Your MRUnit test verifies that the output is as expected, the Put that is inserted into HBase has the correct value, and the ColumnFamily and ColumnQualifier have the correct values.

MRUnit includes a MapperDriver to test mapping jobs, and you can use MRUnit to test other operations, including reading from HBase, processing data, or writing to HDFS,

18.11.2.4. Integration Testing with a HBase Mini-Cluster

HBase ships with HBaseTestingUtility, which makes it easy to write integration tests using a mini-cluster. The first step is to add some dependencies to your Maven POM file. Check the versions to be sure they are appropriate.

<dependency>
    <groupId>org.apache.hadoop</groupId>
    <artifactId>hadoop-common</artifactId>
    <version>2.0.0</version>
    <type>test-jar</type>
    <scope>test</scope>
</dependency>

<dependency>
    <groupId>org.apache.hbase</groupId>
    <artifactId>hbase</artifactId>
    <version>0.98.3</version>
    <type>test-jar</type>
    <scope>test</scope>
</dependency>
        
<dependency>
    <groupId>org.apache.hadoop</groupId>
    <artifactId>hadoop-hdfs</artifactId>
    <version>2.0.0</version>
    <type>test-jar</type>
    <scope>test</scope>
</dependency>

<dependency>
    <groupId>org.apache.hadoop</groupId>
    <artifactId>hadoop-hdfs</artifactId>
    <version>2.0.0</version>
    <scope>test</scope>
</dependency>                    
                    

This code represents an integration test for the MyDAO insert shown in Section 18.11.2, “Unit Tests”.

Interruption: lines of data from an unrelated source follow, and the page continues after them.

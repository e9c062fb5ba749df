//! Node type registry.
//!
//! Maps element names to node descriptors. Names are stored under both the
//! exact and lowercase spellings so markup casing never matters; lookups try
//! the exact name first. Re-registering a name replaces the descriptor
//! without growing the registry.

use rustc_hash::FxHashMap;
use tracing::debug;

use crate::mesh::GeometryCache;
use crate::node::{NodeClass, NodeInit};
use crate::nodes::NodeKind;

/// Dense id of a registered node type.
#[derive(Clone, Copy, Debug, PartialEq, Eq, Hash)]
pub struct NodeTypeId(pub(crate) u32);

/// Constructs the per-kind state, registering fields and slots on the way.
pub type BuildFn = fn(&mut NodeInit, &mut GeometryCache) -> NodeKind;

/// Everything the runtime knows about one node type.
#[derive(Clone, Copy)]
pub struct NodeDescriptor {
    pub name: &'static str,
    /// Component (feature group) the type belongs to.
    pub component: &'static str,
    /// Capability classes, most general first.
    pub classes: &'static [NodeClass],
    pub build: BuildFn,
}

/// Registry of node types.
pub struct NodeTypeRegistry {
    descriptors: Vec<NodeDescriptor>,
    by_name: FxHashMap<String, NodeTypeId>,
    by_component: FxHashMap<&'static str, Vec<NodeTypeId>>,
}

impl Default for NodeTypeRegistry {
    fn default() -> Self {
        Self::new()
    }
}

impl NodeTypeRegistry {
    /// Create an empty registry.
    pub fn new() -> Self {
        Self {
            descriptors: Vec::new(),
            by_name: FxHashMap::default(),
            by_component: FxHashMap::default(),
        }
    }

    /// Create a registry with every standard node type registered.
    pub fn with_standard_nodes() -> Self {
        let mut registry = Self::new();
        crate::nodes::register_standard_nodes(&mut registry);
        registry
    }

    /// Register a node type. Registering an already-known name replaces its
    /// descriptor and returns the existing id.
    pub fn register(&mut self, desc: NodeDescriptor) -> NodeTypeId {
        if let Some(&id) = self.by_name.get(desc.name) {
            debug!(name = desc.name, "node type re-registered");
            self.descriptors[id.0 as usize] = desc;
            return id;
        }
        let id = NodeTypeId(self.descriptors.len() as u32);
        self.by_name.insert(desc.name.to_string(), id);
        let lower = desc.name.to_lowercase();
        if lower != desc.name {
            self.by_name.insert(lower, id);
        }
        self.by_component.entry(desc.component).or_default().push(id);
        self.descriptors.push(desc);
        id
    }

    /// Resolve a name, exact spelling first, then case-insensitively.
    pub fn lookup(&self, name: &str) -> Option<NodeTypeId> {
        if let Some(&id) = self.by_name.get(name) {
            return Some(id);
        }
        self.by_name.get(&name.to_lowercase()).copied()
    }

    pub fn contains(&self, name: &str) -> bool {
        self.lookup(name).is_some()
    }

    pub fn descriptor(&self, id: NodeTypeId) -> &NodeDescriptor {
        &self.descriptors[id.0 as usize]
    }

    /// All type ids registered under a component.
    pub fn in_component(&self, component: &str) -> &[NodeTypeId] {
        self.by_component
            .get(component)
            .map(Vec::as_slice)
            .unwrap_or(&[])
    }

    /// Number of registered types.
    pub fn len(&self) -> usize {
        self.descriptors.len()
    }

    pub fn is_empty(&self) -> bool {
        self.descriptors.is_empty()
    }

    /// Registered type names, in registration order.
    pub fn names(&self) -> impl Iterator<Item = &'static str> + '_ {
        self.descriptors.iter().map(|d| d.name)
    }
}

public class MyHBaseIntegrationTest {
    private static HBaseTestingUtility utility;
    byte[] CF = "CF".getBytes();
    byte[] QUALIFIER = "CQ-1".getBytes();
    
    @Before
    public void setup() throws Exception {
    	utility = new HBaseTestingUtility();
    	utility.startMiniCluster();
    }

    @Test
        public void testInsert() throws Exception {
       	 HTableInterface table = utility.createTable(Bytes.toBytes("MyTest"),
       			 Bytes.toBytes("CF"));
       	 HBaseTestObj obj = new HBaseTestObj();
       	 obj.setRowKey("ROWKEY-1");
       	 obj.setData1("DATA-1");
       	 obj.setData2("DATA-2");
       	 MyHBaseDAO.insertRecord(table, obj);
       	 Get get1 = new Get(Bytes.toBytes(obj.getRowKey()));
       	 get1.addColumn(CF, CQ1);
       	 Result result1 = table.get(get1);
       	 assertEquals(Bytes.toString(result1.getRow()), obj.getRowKey());
       	 assertEquals(Bytes.toString(result1.value()), obj.getData1());
       	 Get get2 = new Get(Bytes.toBytes(obj.getRowKey()));
       	 get2.addColumn(CF, CQ2);
       	 Result result2 = table.get(get2);
       	 assertEquals(Bytes.toString(result2.getRow()), obj.getRowKey());
       	 assertEquals(Bytes.toString(result2.value()), obj.getData2());
    }
}                    
                

This code creates an HBase mini-cluster and starts it. Next, it creates a table called MyTest with one column family, CF. A record is inserted, a Get is performed from the same table, and the insertion is verified.

Note

Starting the mini-cluster takes about 20-30 seconds, but that should be appropriate for integration testing.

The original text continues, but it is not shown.